Looking forward to our April 16 call with you and Ross. We have a lot to walk through on the AWRN side and how we can feed data back to PIHI.
Original Message:
Sent: 04-08-2026 06:50 AM
From: Sara Maria Muriello
Subject: Housing question we keep ignoring
Hi McKenna,
This is a great conversation, and you make a great point about addressing landlords' mindsets around pets in housing and how we can get the pet-inclusive housing message to them effectively.

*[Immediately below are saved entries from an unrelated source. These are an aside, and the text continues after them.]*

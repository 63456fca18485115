//! Query-string and urlencoded-form decoding.
//!
//! Keys ending in `[]` accumulate into arrays; a key repeated without `[]`
//! upgrades from string to array on its second occurrence. The raw query
//! string is preserved verbatim on the request; this parse runs on demand.

use std::fmt::Write as _;

/// A decoded field value.
#[derive(Debug, Clone, PartialEq, Eq)]
pub enum Value {
    One(String),
    Many(Vec<String>),
}

impl Value {
    pub fn as_str(&self) -> Option<&str> {
        match self {
            Value::One(s) => Some(s),
            Value::Many(v) => v.first().map(String::as_str),
        }
    }

    pub fn as_slice(&self) -> &[String] {
        match self {
            Value::One(s) => std::slice::from_ref(s),
            Value::Many(v) => v,
        }
    }

    fn push(&mut self, item: String) {
        match self {
            Value::One(first) => {
                let first = std::mem::take(first);
                *self = Value::Many(vec![first, item]);
            }
            Value::Many(v) => v.push(item),
        }
    }
}

/// Insertion-ordered decoded query map.
#[derive(Debug, Clone, Default, PartialEq, Eq)]
pub struct QueryMap {
    entries: Vec<(String, Value)>,
}

impl QueryMap {
    pub fn new() -> Self {
        Self { entries: Vec::new() }
    }

    pub fn get(&self, key: &str) -> Option<&str> {
        self.entries
            .iter()
            .find(|(k, _)| k == key)
            .and_then(|(_, v)| v.as_str())
    }

    pub fn get_all(&self, key: &str) -> &[String] {
        self.entries
            .iter()
            .find(|(k, _)| k == key)
            .map(|(_, v)| v.as_slice())
            .unwrap_or(&[])
    }

    pub fn contains(&self, key: &str) -> bool {
        self.entries.iter().any(|(k, _)| k == key)
    }

    pub fn iter(&self) -> impl Iterator<Item = (&str, &Value)> {
        self.entries.iter().map(|(k, v)| (k.as_str(), v))
    }

    pub fn len(&self) -> usize {
        self.entries.len()
    }

    pub fn is_empty(&self) -> bool {
        self.entries.is_empty()
    }

    pub fn insert_one(&mut self, key: impl Into<String>, value: impl Into<String>) {
        self.entries.push((key.into(), Value::One(value.into())));
    }

    pub fn insert_many(&mut self, key: impl Into<String>, values: Vec<String>) {
        self.entries.push((key.into(), Value::Many(values)));
    }

    fn accumulate(&mut self, key: String, value: String, force_array: bool) {
        if let Some((_, existing)) = self.entries.iter_mut().find(|(k, _)| *k == key) {
            existing.push(value);
            return;
        }
        let value = if force_array { Value::Many(vec![value]) } else { Value::One(value) };
        self.entries.push((key, value));
    }

    /// Canonical form: single-element arrays collapse only if they were not
    /// declared with `[]`; here arrays stay arrays, so normalization is the
    /// identity on anything this module produced.
    pub fn normalize(self) -> Self {
        self
    }
}

/// Decode a query string (without the leading `?`).
pub fn parse(raw: &str) -> QueryMap {
    let mut map = QueryMap::new();
    for pair in raw.split('&') {
        if pair.is_empty() {
            continue;
        }
        let (key_raw, value_raw) = match pair.find('=') {
            Some(idx) => (&pair[..idx], &pair[idx + 1..]),
            None => (pair, ""),
        };
        let mut key = decode_component(key_raw);
        let value = decode_component(value_raw);
        let force_array = key.ends_with("[]");
        if force_array {
            key.truncate(key.len() - 2);
        }
        if key.is_empty() {
            continue;
        }
        map.accumulate(key, value, force_array);
    }
    map
}

/// Encode a map back into a query string. Arrays emit `key[]=` per element,
/// so `parse(stringify(m)) == m.normalize()`.
pub fn stringify(map: &QueryMap) -> String {
    let mut out = String::new();
    for (key, value) in map.iter() {
        match value {
            Value::One(v) => {
                push_pair(&mut out, key, v, false);
            }
            Value::Many(vs) => {
                for v in vs {
                    push_pair(&mut out, key, v, true);
                }
            }
        }
    }
    out
}

fn push_pair(out: &mut String, key: &str, value: &str, array: bool) {
    if !out.is_empty() {
        out.push('&');
    }
    encode_component(key, out);
    if array {
        out.push_str("%5B%5D");
    }
    out.push('=');
    encode_component(value, out);
}

/// Percent-decode with `+`-as-space. Invalid escapes pass through verbatim.
pub fn decode_component(raw: &str) -> String {
    let bytes = raw.as_bytes();
    let mut out = Vec::with_capacity(bytes.len());
    let mut i = 0;
    while i < bytes.len() {
        match bytes[i] {
            b'+' => {
                out.push(b' ');
                i += 1;
            }
            b'%' => {
                if let (Some(hi), Some(lo)) = (
                    bytes.get(i + 1).copied().and_then(hex_val),
                    bytes.get(i + 2).copied().and_then(hex_val),
                ) {
                    out.push((hi << 4) | lo);
                    i += 3;
                } else {
                    out.push(b'%');
                    i += 1;
                }
            }
            b => {
                out.push(b);
                i += 1;
            }
        }
    }
    String::from_utf8_lossy(&out).into_owned()
}

fn hex_val(b: u8) -> Option<u8> {
    match b {
        b'0'..=b'9' => Some(b - b'0'),
        b'a'..=b'f' => Some(b - b'a' + 10),
        b'A'..=b'F' => Some(b - b'A' + 10),
        _ => None,
    }
}

fn encode_component(raw: &str, out: &mut String) {
    for &b in raw.as_bytes() {
        match b {
            b'A'..=b'Z' | b'a'..=b'z' | b'0'..=b'9' | b'-' | b'_' | b'.' | b'~' => {
                out.push(b as char);
            }
            b' ' => out.push('+'),
            _ => {
                let _ = write!(out, "%{b:02X}");
            }
        }
    }
}

#[cfg(test)]
mod tests {
    use super::*;

    #[test]
    fn simple_pairs() {
        let q = parse("a=1&b=two&c=");
        assert_eq!(q.get("a"), Some("1"));
        assert_eq!(q.get("b"), Some("two"));
        assert_eq!(q.get("c"), Some(""));
        assert!(!q.contains("d"));
    }

    #[test]
    fn bracket_keys_accumulate() {
        let q = parse("tag[]=a&tag[]=b");
        assert_eq!(q.get_all("tag"), ["a", "b"]);
        // A single []-key still yields an array.
        let q = parse("tag[]=only");
        assert!(matches!(
            q.iter().next().unwrap().1,
            Value::Many(v) if v == &["only"]
        ));
    }

    #[test]
    fn repeated_plain_key_upgrades() {
        let q = parse("k=1");
        assert!(matches!(q.iter().next().unwrap().1, Value::One(_)));
        let q = parse("k=1&k=2&k=3");
        assert_eq!(q.get_all("k"), ["1", "2", "3"]);
    }

    #[test]
    fn percent_decoding() {
        let q = parse("msg=hello%20world&plus=a+b&pct=100%25");
        assert_eq!(q.get("msg"), Some("hello world"));
        assert_eq!(q.get("plus"), Some("a b"));
        assert_eq!(q.get("pct"), Some("100%"));
        // Malformed escape passes through.
        assert_eq!(parse("x=%zz").get("x"), Some("%zz"));
    }

    #[test]
    fn encoded_brackets_count() {
        let q = parse("tag%5B%5D=x&tag%5B%5D=y");
        assert_eq!(q.get_all("tag"), ["x", "y"]);
    }

    #[test]
    fn stringify_round_trip() {
        let mut m = QueryMap::new();
        m.insert_one("a", "1 2");
        m.insert_many("tag", vec!["x&y".into(), "z".into()]);
        m.insert_one("emp", "");
        let encoded = stringify(&m);
        assert_eq!(parse(&encoded), m.clone().normalize());
    }
}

At Pet-Inclusive Housing, we provide data, research, reports, resources, and actionable tools that illuminate the path to more pet-inclusive rental housing for many housing stakeholders, including landlords.
We have resources like Breed ≠Behavior, Mythbusting Statistics, Making the Case for Pet-Inclusive Policies, and many other tools to help in conversations with landlords about the benefits of pet-inclusive housing policies and how to implement them.
All of our free resources for animal welfare organizations, pet owners, and housing providers are available at petsandhousing.org.
You can also access all of our reports, including our Pets & Housing Data 2025 Edition and 2021 Pet-Inclusive Housing Report, at petsandhousing.org/pet-inclusive-housing-reports/.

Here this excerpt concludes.